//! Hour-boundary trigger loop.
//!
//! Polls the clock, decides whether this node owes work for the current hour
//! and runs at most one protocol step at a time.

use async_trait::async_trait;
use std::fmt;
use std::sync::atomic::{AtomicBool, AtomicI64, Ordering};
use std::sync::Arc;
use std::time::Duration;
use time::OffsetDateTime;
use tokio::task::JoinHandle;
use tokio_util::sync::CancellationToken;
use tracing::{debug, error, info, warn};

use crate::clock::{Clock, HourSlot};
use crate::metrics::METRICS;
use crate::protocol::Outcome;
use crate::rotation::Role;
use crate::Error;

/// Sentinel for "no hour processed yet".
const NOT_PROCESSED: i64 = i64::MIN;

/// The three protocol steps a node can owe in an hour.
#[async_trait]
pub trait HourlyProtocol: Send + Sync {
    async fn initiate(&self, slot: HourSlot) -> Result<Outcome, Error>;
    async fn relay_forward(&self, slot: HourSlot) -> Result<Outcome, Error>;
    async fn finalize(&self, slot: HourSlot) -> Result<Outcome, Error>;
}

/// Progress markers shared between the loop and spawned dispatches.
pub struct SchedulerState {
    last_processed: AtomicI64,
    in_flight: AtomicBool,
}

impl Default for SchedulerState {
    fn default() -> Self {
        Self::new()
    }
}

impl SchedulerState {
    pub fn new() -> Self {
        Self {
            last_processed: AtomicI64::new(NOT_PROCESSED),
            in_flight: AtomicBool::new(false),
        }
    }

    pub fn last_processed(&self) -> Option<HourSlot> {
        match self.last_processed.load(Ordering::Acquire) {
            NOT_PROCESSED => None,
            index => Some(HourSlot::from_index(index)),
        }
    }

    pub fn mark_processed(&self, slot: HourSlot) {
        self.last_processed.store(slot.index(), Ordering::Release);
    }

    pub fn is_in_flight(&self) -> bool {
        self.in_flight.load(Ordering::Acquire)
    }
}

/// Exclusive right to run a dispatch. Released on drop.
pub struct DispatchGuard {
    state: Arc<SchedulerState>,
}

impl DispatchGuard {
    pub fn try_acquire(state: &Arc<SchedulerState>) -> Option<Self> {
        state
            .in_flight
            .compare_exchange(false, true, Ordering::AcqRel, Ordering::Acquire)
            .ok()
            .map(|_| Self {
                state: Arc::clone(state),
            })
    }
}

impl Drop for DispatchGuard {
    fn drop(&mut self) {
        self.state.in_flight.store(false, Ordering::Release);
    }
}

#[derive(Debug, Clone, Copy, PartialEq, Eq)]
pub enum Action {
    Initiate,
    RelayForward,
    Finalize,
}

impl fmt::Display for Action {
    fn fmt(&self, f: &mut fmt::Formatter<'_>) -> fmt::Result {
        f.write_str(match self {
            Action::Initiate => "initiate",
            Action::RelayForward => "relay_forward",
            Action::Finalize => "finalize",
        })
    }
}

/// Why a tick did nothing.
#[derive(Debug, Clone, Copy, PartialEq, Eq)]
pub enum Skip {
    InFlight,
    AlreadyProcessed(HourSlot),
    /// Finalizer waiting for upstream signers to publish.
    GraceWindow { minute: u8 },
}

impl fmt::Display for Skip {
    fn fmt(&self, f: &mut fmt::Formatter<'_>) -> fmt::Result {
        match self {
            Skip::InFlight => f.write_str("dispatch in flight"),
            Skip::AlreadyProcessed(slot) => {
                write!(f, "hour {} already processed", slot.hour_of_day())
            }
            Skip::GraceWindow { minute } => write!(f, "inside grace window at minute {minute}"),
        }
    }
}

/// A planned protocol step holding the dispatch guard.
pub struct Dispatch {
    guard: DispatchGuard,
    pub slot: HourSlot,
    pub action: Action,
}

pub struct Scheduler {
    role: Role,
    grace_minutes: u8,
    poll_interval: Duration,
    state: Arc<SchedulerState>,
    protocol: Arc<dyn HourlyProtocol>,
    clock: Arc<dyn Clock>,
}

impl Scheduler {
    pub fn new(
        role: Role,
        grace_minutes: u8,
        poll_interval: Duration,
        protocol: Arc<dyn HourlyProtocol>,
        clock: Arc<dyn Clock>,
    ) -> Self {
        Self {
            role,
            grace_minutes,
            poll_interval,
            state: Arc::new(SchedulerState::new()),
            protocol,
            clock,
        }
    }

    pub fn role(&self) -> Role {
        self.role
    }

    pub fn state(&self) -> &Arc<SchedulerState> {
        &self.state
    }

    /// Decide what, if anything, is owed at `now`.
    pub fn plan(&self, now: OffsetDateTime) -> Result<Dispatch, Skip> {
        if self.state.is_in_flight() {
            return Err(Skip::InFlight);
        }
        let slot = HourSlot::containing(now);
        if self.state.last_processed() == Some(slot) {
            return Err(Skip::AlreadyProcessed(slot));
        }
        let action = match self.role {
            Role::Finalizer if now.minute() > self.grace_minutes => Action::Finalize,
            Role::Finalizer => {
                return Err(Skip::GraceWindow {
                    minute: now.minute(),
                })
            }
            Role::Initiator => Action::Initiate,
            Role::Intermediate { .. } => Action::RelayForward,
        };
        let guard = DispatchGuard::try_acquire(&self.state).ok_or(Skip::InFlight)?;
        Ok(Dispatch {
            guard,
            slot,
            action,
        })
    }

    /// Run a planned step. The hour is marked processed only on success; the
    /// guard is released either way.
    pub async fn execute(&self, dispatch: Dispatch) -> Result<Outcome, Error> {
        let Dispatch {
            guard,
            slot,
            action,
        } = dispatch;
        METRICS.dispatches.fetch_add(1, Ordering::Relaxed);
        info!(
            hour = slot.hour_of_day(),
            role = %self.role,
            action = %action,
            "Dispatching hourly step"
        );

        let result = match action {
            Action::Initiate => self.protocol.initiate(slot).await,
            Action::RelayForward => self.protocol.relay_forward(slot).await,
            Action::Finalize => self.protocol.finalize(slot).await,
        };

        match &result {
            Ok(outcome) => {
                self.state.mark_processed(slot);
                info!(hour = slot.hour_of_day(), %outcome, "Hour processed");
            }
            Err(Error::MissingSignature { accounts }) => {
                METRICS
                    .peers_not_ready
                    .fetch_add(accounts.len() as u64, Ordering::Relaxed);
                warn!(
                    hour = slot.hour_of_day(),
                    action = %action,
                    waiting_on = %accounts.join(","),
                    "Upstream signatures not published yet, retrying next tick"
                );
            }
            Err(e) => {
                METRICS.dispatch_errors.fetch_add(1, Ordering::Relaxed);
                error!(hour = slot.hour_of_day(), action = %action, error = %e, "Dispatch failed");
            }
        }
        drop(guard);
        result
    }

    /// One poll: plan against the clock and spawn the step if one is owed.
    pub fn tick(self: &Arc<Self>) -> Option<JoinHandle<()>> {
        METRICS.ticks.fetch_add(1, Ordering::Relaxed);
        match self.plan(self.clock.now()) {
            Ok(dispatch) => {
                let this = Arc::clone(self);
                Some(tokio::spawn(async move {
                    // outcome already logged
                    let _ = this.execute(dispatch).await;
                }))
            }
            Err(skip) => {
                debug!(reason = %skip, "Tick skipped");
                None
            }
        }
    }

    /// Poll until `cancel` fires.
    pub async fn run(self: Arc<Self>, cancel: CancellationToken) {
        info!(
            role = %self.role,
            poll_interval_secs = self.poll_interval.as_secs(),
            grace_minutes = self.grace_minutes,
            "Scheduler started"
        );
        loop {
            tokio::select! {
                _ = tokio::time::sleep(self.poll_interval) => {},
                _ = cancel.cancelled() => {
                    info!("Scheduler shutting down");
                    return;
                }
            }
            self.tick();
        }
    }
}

---

Scan the lines above for "error!(hour = slot.hour_of_day(), action" and for "METRICS.ticks.fetch_add(1, Ordering::Relaxed);". Repeat exactly the line holding each of them and every line in between.

                error!(hour = slot.hour_of_day(), action = %action, error = %e, "Dispatch failed");
            }
        }
        drop(guard);
        result
    }

    /// One poll: plan against the clock and spawn the step if one is owed.
    pub fn tick(self: &Arc<Self>) -> Option<JoinHandle<()>> {
        METRICS.ticks.fetch_add(1, Ordering::Relaxed);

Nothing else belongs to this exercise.